■ Exercise description
Give the count of lines in the entries below that contain the string "データソース", and only that count.

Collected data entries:
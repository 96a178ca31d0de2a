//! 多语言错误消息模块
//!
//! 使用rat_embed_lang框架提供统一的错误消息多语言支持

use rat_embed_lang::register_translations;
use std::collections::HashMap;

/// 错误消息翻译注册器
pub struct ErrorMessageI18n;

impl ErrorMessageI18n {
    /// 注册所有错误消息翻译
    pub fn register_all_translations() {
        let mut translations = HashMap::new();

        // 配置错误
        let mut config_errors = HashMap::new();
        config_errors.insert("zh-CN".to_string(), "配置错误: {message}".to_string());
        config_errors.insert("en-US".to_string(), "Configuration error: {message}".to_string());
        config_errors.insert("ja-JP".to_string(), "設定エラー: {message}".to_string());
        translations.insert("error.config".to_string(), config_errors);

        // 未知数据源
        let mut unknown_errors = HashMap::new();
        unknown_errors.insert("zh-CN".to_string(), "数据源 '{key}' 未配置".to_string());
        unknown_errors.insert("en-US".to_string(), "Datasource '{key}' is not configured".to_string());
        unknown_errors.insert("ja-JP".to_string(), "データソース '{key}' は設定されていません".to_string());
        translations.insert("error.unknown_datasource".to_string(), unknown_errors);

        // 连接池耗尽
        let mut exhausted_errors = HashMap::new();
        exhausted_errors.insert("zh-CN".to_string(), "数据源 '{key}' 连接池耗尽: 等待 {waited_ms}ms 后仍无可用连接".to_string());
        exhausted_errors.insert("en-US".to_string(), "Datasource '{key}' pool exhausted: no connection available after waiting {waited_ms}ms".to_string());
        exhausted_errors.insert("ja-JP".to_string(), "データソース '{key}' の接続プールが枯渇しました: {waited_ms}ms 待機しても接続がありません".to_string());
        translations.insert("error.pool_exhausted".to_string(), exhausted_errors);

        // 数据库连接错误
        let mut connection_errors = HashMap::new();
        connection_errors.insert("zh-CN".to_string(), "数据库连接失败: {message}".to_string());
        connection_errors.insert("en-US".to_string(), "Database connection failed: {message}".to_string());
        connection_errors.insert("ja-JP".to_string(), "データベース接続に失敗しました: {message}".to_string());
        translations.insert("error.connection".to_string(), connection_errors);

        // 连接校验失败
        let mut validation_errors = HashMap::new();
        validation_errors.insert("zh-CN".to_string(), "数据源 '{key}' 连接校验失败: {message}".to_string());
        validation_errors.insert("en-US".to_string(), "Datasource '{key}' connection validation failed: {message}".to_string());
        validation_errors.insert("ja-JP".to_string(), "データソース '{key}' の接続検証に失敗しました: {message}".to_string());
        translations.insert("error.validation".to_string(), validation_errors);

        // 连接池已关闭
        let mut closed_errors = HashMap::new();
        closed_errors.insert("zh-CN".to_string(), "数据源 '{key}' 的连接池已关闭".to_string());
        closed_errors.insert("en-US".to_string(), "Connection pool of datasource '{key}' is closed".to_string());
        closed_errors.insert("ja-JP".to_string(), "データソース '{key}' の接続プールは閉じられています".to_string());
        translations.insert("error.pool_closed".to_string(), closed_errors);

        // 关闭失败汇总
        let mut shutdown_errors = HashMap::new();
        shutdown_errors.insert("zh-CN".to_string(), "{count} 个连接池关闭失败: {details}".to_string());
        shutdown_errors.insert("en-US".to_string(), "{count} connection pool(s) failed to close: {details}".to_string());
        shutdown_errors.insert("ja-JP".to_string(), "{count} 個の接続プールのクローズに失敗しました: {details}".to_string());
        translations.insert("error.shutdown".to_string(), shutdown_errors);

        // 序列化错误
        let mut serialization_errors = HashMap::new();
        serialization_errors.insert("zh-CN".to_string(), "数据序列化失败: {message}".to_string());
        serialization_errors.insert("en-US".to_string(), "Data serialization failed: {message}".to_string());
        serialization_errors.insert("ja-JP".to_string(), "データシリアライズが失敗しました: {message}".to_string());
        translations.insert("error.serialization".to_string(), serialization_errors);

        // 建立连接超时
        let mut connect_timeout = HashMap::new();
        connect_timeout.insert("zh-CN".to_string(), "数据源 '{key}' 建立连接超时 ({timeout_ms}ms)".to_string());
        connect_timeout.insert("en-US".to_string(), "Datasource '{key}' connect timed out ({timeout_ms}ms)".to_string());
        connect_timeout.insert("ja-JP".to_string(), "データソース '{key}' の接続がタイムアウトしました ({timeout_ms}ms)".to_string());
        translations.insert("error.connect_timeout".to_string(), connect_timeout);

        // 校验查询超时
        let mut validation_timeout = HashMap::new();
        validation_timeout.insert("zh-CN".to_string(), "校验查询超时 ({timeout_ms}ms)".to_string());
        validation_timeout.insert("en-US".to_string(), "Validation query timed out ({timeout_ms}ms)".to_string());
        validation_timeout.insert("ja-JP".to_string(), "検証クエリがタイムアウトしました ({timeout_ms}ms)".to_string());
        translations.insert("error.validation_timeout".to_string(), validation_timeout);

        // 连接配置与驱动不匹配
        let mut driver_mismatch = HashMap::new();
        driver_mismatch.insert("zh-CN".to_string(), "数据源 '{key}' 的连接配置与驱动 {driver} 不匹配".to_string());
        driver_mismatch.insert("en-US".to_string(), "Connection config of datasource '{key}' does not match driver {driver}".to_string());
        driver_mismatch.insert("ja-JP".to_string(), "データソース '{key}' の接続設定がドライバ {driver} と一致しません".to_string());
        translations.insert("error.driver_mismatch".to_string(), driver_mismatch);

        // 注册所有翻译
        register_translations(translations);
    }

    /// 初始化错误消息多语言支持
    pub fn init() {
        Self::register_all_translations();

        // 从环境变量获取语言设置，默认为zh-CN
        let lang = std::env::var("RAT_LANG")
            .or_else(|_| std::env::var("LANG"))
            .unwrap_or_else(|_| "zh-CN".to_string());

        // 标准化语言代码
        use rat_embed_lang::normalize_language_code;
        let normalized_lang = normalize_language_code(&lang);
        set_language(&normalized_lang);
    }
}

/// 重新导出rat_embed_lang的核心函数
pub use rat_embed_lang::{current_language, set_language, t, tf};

■ The completed task
6